Oct. 8-9: THE THE REASON I JUMP (Jerry Rothwell, U.S./UK, 82 min). An exploration of neurodiversity through the experiences of nonspeaking autistic people from around the world, drawing from Naoki Higashida’s revelatory insights into autism. Documentary
Oct. 9-10: 90 MINUTES (Aeden O’Connor, Honduras, 92 min). The film explores four stories of violence, romance and suspense united by the world’s greatest passion: soccer. Narrative
Oct. 10-11: THE END OF LOVE (Keren Ben Rafael, France/Israel, 90 min; available only in Oregon). Julie and Yuval live in Paris, are in love and have just had a baby.
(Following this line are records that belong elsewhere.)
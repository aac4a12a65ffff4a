//! One bracket of the AVS/AI full-contribution pension scale

use serde::{Deserialize, Serialize};

use crate::avs::DisabilityTier;

/// A single bracket of the statutory scale
///
/// Amounts are monthly, in francs, for a full contribution record.
/// Column names in the CSV files match the field names.
#[derive(Debug, Clone, PartialEq, Serialize, Deserialize)]
pub struct BenefitScaleRow {
    /// Upper bound of the average determining income for this bracket
    pub income_threshold: f64,

    /// Full old-age rent
    pub old_age_rent_full: f64,

    // Disability rents by degree
    pub disability_rent_full: f64,
    pub disability_rent_3_4: f64,
    pub disability_rent_1_2: f64,
    pub disability_rent_1_4: f64,

    // Survivor rents
    pub widow_rent_full: f64,
    pub widow_rent_3_4: f64,
    pub widow_rent_1_2: f64,
    pub widow_rent_1_4: f64,
    /// Supplementary rent for a spouse of a disability pensioner
    pub widow_additional_rent: f64,

    // Dependants
    pub child_rent: f64,
    pub double_child_rent: f64,
    pub orphan_rent_60pct: f64,
}

impl BenefitScaleRow {
    /// Full-contribution disability rent for a given degree
    ///
    /// A full disability rent equals the full old-age rent, so `1/1` reads
    /// `old_age_rent_full` rather than `disability_rent_full`.
    pub fn disability_rent(&self, tier: DisabilityTier) -> f64 {
        match tier {
            DisabilityTier::Full => self.old_age_rent_full,
            DisabilityTier::ThreeQuarters => self.disability_rent_3_4,
            DisabilityTier::Half => self.disability_rent_1_2,
            DisabilityTier::Quarter => self.disability_rent_1_4,
        }
    }

    /// Survivor rent at a given degree
    pub fn widow_rent(&self, tier: DisabilityTier) -> f64 {
        match tier {
            DisabilityTier::Full => self.widow_rent_full,
            DisabilityTier::ThreeQuarters => self.widow_rent_3_4,
            DisabilityTier::Half => self.widow_rent_1_2,
            DisabilityTier::Quarter => self.widow_rent_1_4,
        }
    }

    /// Check the amounts are usable (finite and non-negative)
    pub(crate) fn amounts_are_valid(&self) -> bool {
        [
            self.old_age_rent_full,
            self.disability_rent_full,
            self.disability_rent_3_4,
            self.disability_rent_1_2,
            self.disability_rent_1_4,
            self.widow_rent_full,
            self.widow_rent_3_4,
            self.widow_rent_1_2,
            self.widow_rent_1_4,
            self.widow_additional_rent,
            self.child_rent,
            self.double_child_rent,
            self.orphan_rent_60pct,
        ]
        .iter()
        .all(|v| v.is_finite() && *v >= 0.0)
    }
}
//! AWS Lambda handler computing a three-pillar household overview
//!
//! Accepts a JSON household (claimant profile plus pension accounts) and returns
//! the first-pillar rents, the LPP and third-pillar rollups and the combined overview.
//!
//! Supports Lambda Function URLs for direct HTTP access.

use aws_lambda_events::event::lambda_function_urls::{
    LambdaFunctionUrlRequest, LambdaFunctionUrlResponse,
};
use lambda_runtime::{run, service_fn, Error, LambdaEvent};
use log::{info, warn};
use serde::{Deserialize, Serialize};

use pension_engine::{
    avs::AvsClaimantProfile,
    lpp::LppAccount,
    pillar3::ThirdPillarAccount,
    scale::{StatutoryScale, DEFAULT_MINIMUM_RENT},
    AvsCalculator, ErrorKind, HouseholdAnalysis, PensionError,
};

/// Input household for the calculation
#[derive(Debug, Deserialize)]
pub struct HouseholdRequest {
    pub profile: AvsClaimantProfile,

    #[serde(default)]
    pub lpp_accounts: Vec<LppAccount>,

    #[serde(default)]
    pub third_pillar_accounts: Vec<ThirdPillarAccount>,

    /// Minimum monthly old-age rent the scale is generated from (default: 1,260)
    #[serde(default = "default_minimum_rent")]
    pub minimum_rent: f64,
}

fn default_minimum_rent() -> f64 { DEFAULT_MINIMUM_RENT }

#[derive(Debug, Serialize)]
pub struct ErrorBody {
    pub error: String,
    pub kind: &'static str,
}

fn response(status_code: i64, body: String) -> LambdaFunctionUrlResponse {
    LambdaFunctionUrlResponse {
        status_code,
        headers: Default::default(),
        body: Some(body),
        is_base64_encoded: false,
        cookies: Vec::new(),
    }
}

fn error_response(status_code: i64, kind: &'static str, message: String) -> LambdaFunctionUrlResponse {
    warn!("Request failed ({}): {}", status_code, message);
    let body = ErrorBody { error: message, kind };
    let json = serde_json::to_string(&body)
        .unwrap_or_else(|_| "{\"error\":\"internal error\"}".to_string());
    response(status_code, json)
}

fn pension_error_response(err: PensionError) -> LambdaFunctionUrlResponse {
    match err.kind() {
        ErrorKind::Validation => error_response(400, "validation", err.to_string()),
        ErrorKind::NotFound => error_response(404, "not_found", err.to_string()),
        ErrorKind::Data => error_response(422, "data", err.to_string()),
    }
}

fn compute(request: &HouseholdRequest) -> Result<HouseholdAnalysis, PensionError> {
    if !request.minimum_rent.is_finite() || request.minimum_rent <= 0.0 {
        return Err(PensionError::validation(format!(
            "minimum rent must be greater than zero, got {}",
            request.minimum_rent
        )));
    }
    let calculator = AvsCalculator::from_repository(&StatutoryScale::new(request.minimum_rent))?;
    HouseholdAnalysis::compute(
        &calculator,
        &request.profile,
        &request.lpp_accounts,
        &request.third_pillar_accounts,
    )
}

async fn handler(
    event: LambdaEvent<LambdaFunctionUrlRequest>,
) -> Result<LambdaFunctionUrlResponse, Error> {
    let request = event.payload;

    if request.is_base64_encoded {
        return Ok(error_response(400, "validation", "Base64-encoded bodies are not supported".to_string()));
    }

    let body = match request.body.as_deref() {
        Some(body) if !body.trim().is_empty() => body,
        _ => return Ok(error_response(400, "validation", "Request body is required".to_string())),
    };

    let household: HouseholdRequest = match serde_json::from_str(body) {
        Ok(h) => h,
        Err(e) => return Ok(error_response(400, "validation", format!("Invalid JSON: {}", e))),
    };

    info!(
        "Computing profile {} with {} LPP and {} third-pillar accounts",
        household.profile.profile_id,
        household.lpp_accounts.len(),
        household.third_pillar_accounts.len()
    );

    match compute(&household) {
        Ok(analysis) => Ok(response(200, serde_json::to_string(&analysis)?)),
        Err(err) => Ok(pension_error_response(err)),
    }
}

#[tokio::main]
async fn main() -> Result<(), Error> {
    env_logger::init();
    run(service_fn(handler)).await
}

#[cfg(test)]
mod tests {
    use super::*;

    fn household_json(income: f64, years: u8) -> String {
        format!(
            r#"{{
                "profile": {{"profile_id": "p1", "average_annual_income": {}, "years_contributed": {}}},
                "lpp_accounts": [
                    {{"id": "a1", "profile_id": "p1", "projected_rents": {{"at_65": 12000.0}}}},
                    {{"id": "a2", "profile_id": "p1", "projected_rents": {{"at_65": 18000.0}}}}
                ]
            }}"#,
            income, years
        )
    }

    #[test]
    fn test_compute_household() {
        let request: HouseholdRequest = serde_json::from_str(&household_json(50_000.0, 44)).unwrap();
        assert_eq!(request.minimum_rent, DEFAULT_MINIMUM_RENT);

        let analysis = compute(&request).unwrap();
        assert_eq!(analysis.avs.old_age.monthly, 1_996.0);
        assert_eq!(analysis.lpp.total_monthly_rent_65, 2_500.0);
        assert_eq!(analysis.overview.monthly_income_at_reference_age, 4_496.0);
    }

    #[test]
    fn test_error_statuses() {
        let request: HouseholdRequest = serde_json::from_str(&household_json(50_000.0, 45)).unwrap();
        let response = pension_error_response(compute(&request).unwrap_err());
        assert_eq!(response.status_code, 400);

        let request: HouseholdRequest = serde_json::from_str(&household_json(500_000.0, 44)).unwrap();
        let response = pension_error_response(compute(&request).unwrap_err());
        assert_eq!(response.status_code, 404);
        assert!(response.body.unwrap().contains("not_found"));
    }
}
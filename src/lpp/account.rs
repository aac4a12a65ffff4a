//! Occupational pension (LPP) account records

use chrono::NaiveDate;
use serde::{Deserialize, Serialize};

fn default_active() -> bool {
    true
}

/// Discrete retirement ages for which a fund projects an annual rent
#[derive(Debug, Clone, Copy, PartialEq, Eq, PartialOrd, Ord, Hash, Serialize, Deserialize)]
pub enum RetirementAge {
    Age60,
    Age61,
    Age62,
    Age63,
    Age64,
    Age65,
}

impl RetirementAge {
    pub const ALL: [RetirementAge; 6] = [
        RetirementAge::Age60,
        RetirementAge::Age61,
        RetirementAge::Age62,
        RetirementAge::Age63,
        RetirementAge::Age64,
        RetirementAge::Age65,
    ];

    /// Early-retirement ages (before the reference age)
    pub const EARLY: [RetirementAge; 5] = [
        RetirementAge::Age60,
        RetirementAge::Age61,
        RetirementAge::Age62,
        RetirementAge::Age63,
        RetirementAge::Age64,
    ];

    pub fn years(&self) -> u8 {
        60 + self.index() as u8
    }

    pub fn from_years(years: u8) -> Option<Self> {
        match years {
            60..=65 => Some(Self::ALL[(years - 60) as usize]),
            _ => None,
        }
    }

    fn index(&self) -> usize {
        match self {
            RetirementAge::Age60 => 0,
            RetirementAge::Age61 => 1,
            RetirementAge::Age62 => 2,
            RetirementAge::Age63 => 3,
            RetirementAge::Age64 => 4,
            RetirementAge::Age65 => 5,
        }
    }
}

/// Projected annual rents at ages 60 to 65, as stated on the pension certificate
#[derive(Debug, Clone, Copy, Default, PartialEq, Serialize, Deserialize)]
pub struct ProjectedRents {
    #[serde(default)]
    pub at_60: Option<f64>,
    #[serde(default)]
    pub at_61: Option<f64>,
    #[serde(default)]
    pub at_62: Option<f64>,
    #[serde(default)]
    pub at_63: Option<f64>,
    #[serde(default)]
    pub at_64: Option<f64>,
    #[serde(default)]
    pub at_65: Option<f64>,
}

impl ProjectedRents {
    fn slot_mut(&mut self, age: RetirementAge) -> &mut Option<f64> {
        match age {
            RetirementAge::Age60 => &mut self.at_60,
            RetirementAge::Age61 => &mut self.at_61,
            RetirementAge::Age62 => &mut self.at_62,
            RetirementAge::Age63 => &mut self.at_63,
            RetirementAge::Age64 => &mut self.at_64,
            RetirementAge::Age65 => &mut self.at_65,
        }
    }

    pub fn get(&self, age: RetirementAge) -> Option<f64> {
        match age {
            RetirementAge::Age60 => self.at_60,
            RetirementAge::Age61 => self.at_61,
            RetirementAge::Age62 => self.at_62,
            RetirementAge::Age63 => self.at_63,
            RetirementAge::Age64 => self.at_64,
            RetirementAge::Age65 => self.at_65,
        }
    }

    pub fn set(&mut self, age: RetirementAge, annual_rent: Option<f64>) {
        *self.slot_mut(age) = annual_rent;
    }

    pub fn with(mut self, age: RetirementAge, annual_rent: f64) -> Self {
        self.set(age, Some(annual_rent));
        self
    }

    /// Ages with a strictly positive projected rent
    pub fn populated(&self) -> impl Iterator<Item = (RetirementAge, f64)> + '_ {
        RetirementAge::ALL
            .into_iter()
            .filter_map(|age| self.get(age).filter(|rent| *rent > 0.0).map(|rent| (age, rent)))
    }
}

/// One occupational pension policy of a profile
#[derive(Debug, Clone, PartialEq, Serialize, Deserialize)]
pub struct LppAccount {
    pub id: String,
    pub profile_id: String,

    /// Pension fund or collective foundation
    #[serde(default)]
    pub provider: String,

    #[serde(default)]
    pub current_savings: Option<f64>,
    #[serde(default)]
    pub projected_savings_at_retirement: Option<f64>,

    #[serde(default)]
    pub projected_rents: ProjectedRents,

    /// Annual disability rent
    #[serde(default)]
    pub disability_rent: Option<f64>,
    /// Annual disability rent per child of a disabled insured
    #[serde(default)]
    pub disability_child_rent: Option<f64>,
    /// Annual widow/widower rent
    #[serde(default)]
    pub widow_rent: Option<f64>,
    /// Annual orphan rent
    #[serde(default)]
    pub orphan_rent: Option<f64>,

    #[serde(default)]
    pub death_capital: Option<f64>,
    #[serde(default)]
    pub supplementary_death_capital: Option<f64>,

    /// Waiting period before disability benefits start
    #[serde(default)]
    pub waiting_period_days: Option<u32>,

    /// Date of the pension certificate the figures come from
    #[serde(default)]
    pub certificate_date: Option<NaiveDate>,

    /// Soft-delete flag
    #[serde(default = "default_active")]
    pub is_active: bool,
}

impl LppAccount {
    /// Create an active account with no benefit figures
    pub fn new(id: impl Into<String>, profile_id: impl Into<String>) -> Self {
        Self {
            id: id.into(),
            profile_id: profile_id.into(),
            provider: String::new(),
            current_savings: None,
            projected_savings_at_retirement: None,
            projected_rents: ProjectedRents::default(),
            disability_rent: None,
            disability_child_rent: None,
            widow_rent: None,
            orphan_rent: None,
            death_capital: None,
            supplementary_death_capital: None,
            waiting_period_days: None,
            certificate_date: None,
            is_active: true,
        }
    }

    /// Projected annual rent at the reference age
    pub fn annual_rent_at_65(&self) -> f64 {
        self.projected_rents.get(RetirementAge::Age65).unwrap_or(0.0)
    }

    /// Base plus supplementary death capital
    pub fn total_death_capital(&self) -> f64 {
        self.death_capital.unwrap_or(0.0) + self.supplementary_death_capital.unwrap_or(0.0)
    }
}
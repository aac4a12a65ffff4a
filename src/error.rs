//! Error types shared by the calculators and the data-provider layer

use thiserror::Error;

/// Errors raised by the pension engine
#[derive(Debug, Error)]
pub enum PensionError {
    /// Caller supplied an out-of-range or unrecognized input
    #[error("validation error: {0}")]
    Validation(String),

    /// No scale bracket, profile or account set matches the request
    #[error("not found: {0}")]
    NotFound(String),

    /// Reference or account data from a provider is malformed
    #[error("invalid data: {0}")]
    Data(String),

    #[error(transparent)]
    Io(#[from] std::io::Error),

    #[error(transparent)]
    Csv(#[from] csv::Error),

    #[error(transparent)]
    Json(#[from] serde_json::Error),
}

/// Coarse error classification for callers that map errors to exit codes or statuses
#[derive(Debug, Clone, Copy, PartialEq, Eq)]
pub enum ErrorKind {
    Validation,
    NotFound,
    Data,
}

impl PensionError {
    pub fn validation(message: impl Into<String>) -> Self {
        PensionError::Validation(message.into())
    }

    pub fn not_found(message: impl Into<String>) -> Self {
        PensionError::NotFound(message.into())
    }

    pub fn data(message: impl Into<String>) -> Self {
        PensionError::Data(message.into())
    }

    /// Classify the error. Loader failures (I/O, CSV, JSON) count as data errors.
    pub fn kind(&self) -> ErrorKind {
        match self {
            PensionError::Validation(_) => ErrorKind::Validation,
            PensionError::NotFound(_) => ErrorKind::NotFound,
            PensionError::Data(_)
            | PensionError::Io(_)
            | PensionError::Csv(_)
            | PensionError::Json(_) => ErrorKind::Data,
        }
    }
}

pub type Result<T> = std::result::Result<T, PensionError>;

/// Check that an income is a strictly positive, finite amount
pub fn validate_income(income: f64) -> Result<()> {
    if !income.is_finite() || income <= 0.0 {
        return Err(PensionError::validation(format!(
            "income must be greater than zero, got {}",
            income
        )));
    }
    Ok(())
}

#[cfg(test)]
mod tests {
    use super::*;

    #[test]
    fn test_error_kinds() {
        assert_eq!(PensionError::validation("x").kind(), ErrorKind::Validation);
        assert_eq!(PensionError::not_found("x").kind(), ErrorKind::NotFound);
        assert_eq!(PensionError::data("x").kind(), ErrorKind::Data);

        let io = std::io::Error::new(std::io::ErrorKind::NotFound, "missing file");
        assert_eq!(PensionError::from(io).kind(), ErrorKind::Data);
    }

    #[test]
    fn test_validate_income() {
        assert!(validate_income(50_000.0).is_ok());
        assert!(validate_income(0.01).is_ok());
        assert!(matches!(validate_income(0.0), Err(PensionError::Validation(_))));
        assert!(matches!(validate_income(-1.0), Err(PensionError::Validation(_))));
        assert!(matches!(validate_income(f64::NAN), Err(PensionError::Validation(_))));
    }
}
When Yuval needs to return to Israel to renew his visa, they start sharing their family routine on video, watching each other obsessively through a screen. Narrative
Oct. 11-12: ONCE YOU KNOW (Emmanuel Cappelin, France, 104 min). This is the intimate journey of director Cappellin across the abyss of a world at the edge of climate-induced collapse. His voyage is that of a whole generation turning to climate scientists, grassroots initiatives and mass rebellion in a desperate search for an exit. Documentary
Oct. 12-13: MY REMBRANDT (Oeke Hoogendijk, Netherlands, 95 min). Rembrandt rocks the art world — 350 years after his death, many people, even entire nations, are obsessed with his paintings. The epic documentary dives deep into the art world of Old Masters, exploring the motives of its elite. Documentary
Oct. 13-14: THERE IS NO EVIL (Mohammad Rasoulof, Germany/Iran, 152 min). Every country that enforces the death penalty needs people to kill other people. Four men are put in front of an unthinkable but simple choice. Whatever they decide, it will directly or indirectly corrode them, their relationships, and their entire lives. Narrative
Oct. 14-15: BAIT (Mark Jenkin, UK, 89 min). With his childhood home in Cornwall now a get-away for wealthy Londoners, fisherman Martin’s struggle to restore his family to their traditional place creates increasing friction with tourists and locals alike. Narrative
Oct. 2, 15: YALDA, A NIGHT FOR FORGIVENESS (Massoud Bakhshi, Iran, 89 min). The reality TV show goes live. Tonight’s guest is Maryam, a young woman condemned to death. In front of millions of viewers, Maryam is supposed to beg for forgiveness and her life. Narrative
Oct. 7, 14: DUTCH ANIMATION CELEBRATION (Various, Netherlands,
74 min).The New York Children’s International Film Festival crossed the Atlantic to join forces with Cinekid, The Netherland’s premiere film festival for children, to share a program of the best of Dutch animation. Animated Shorts. Recommended Ages 8+ and adults who love whimsical and beautiful animation.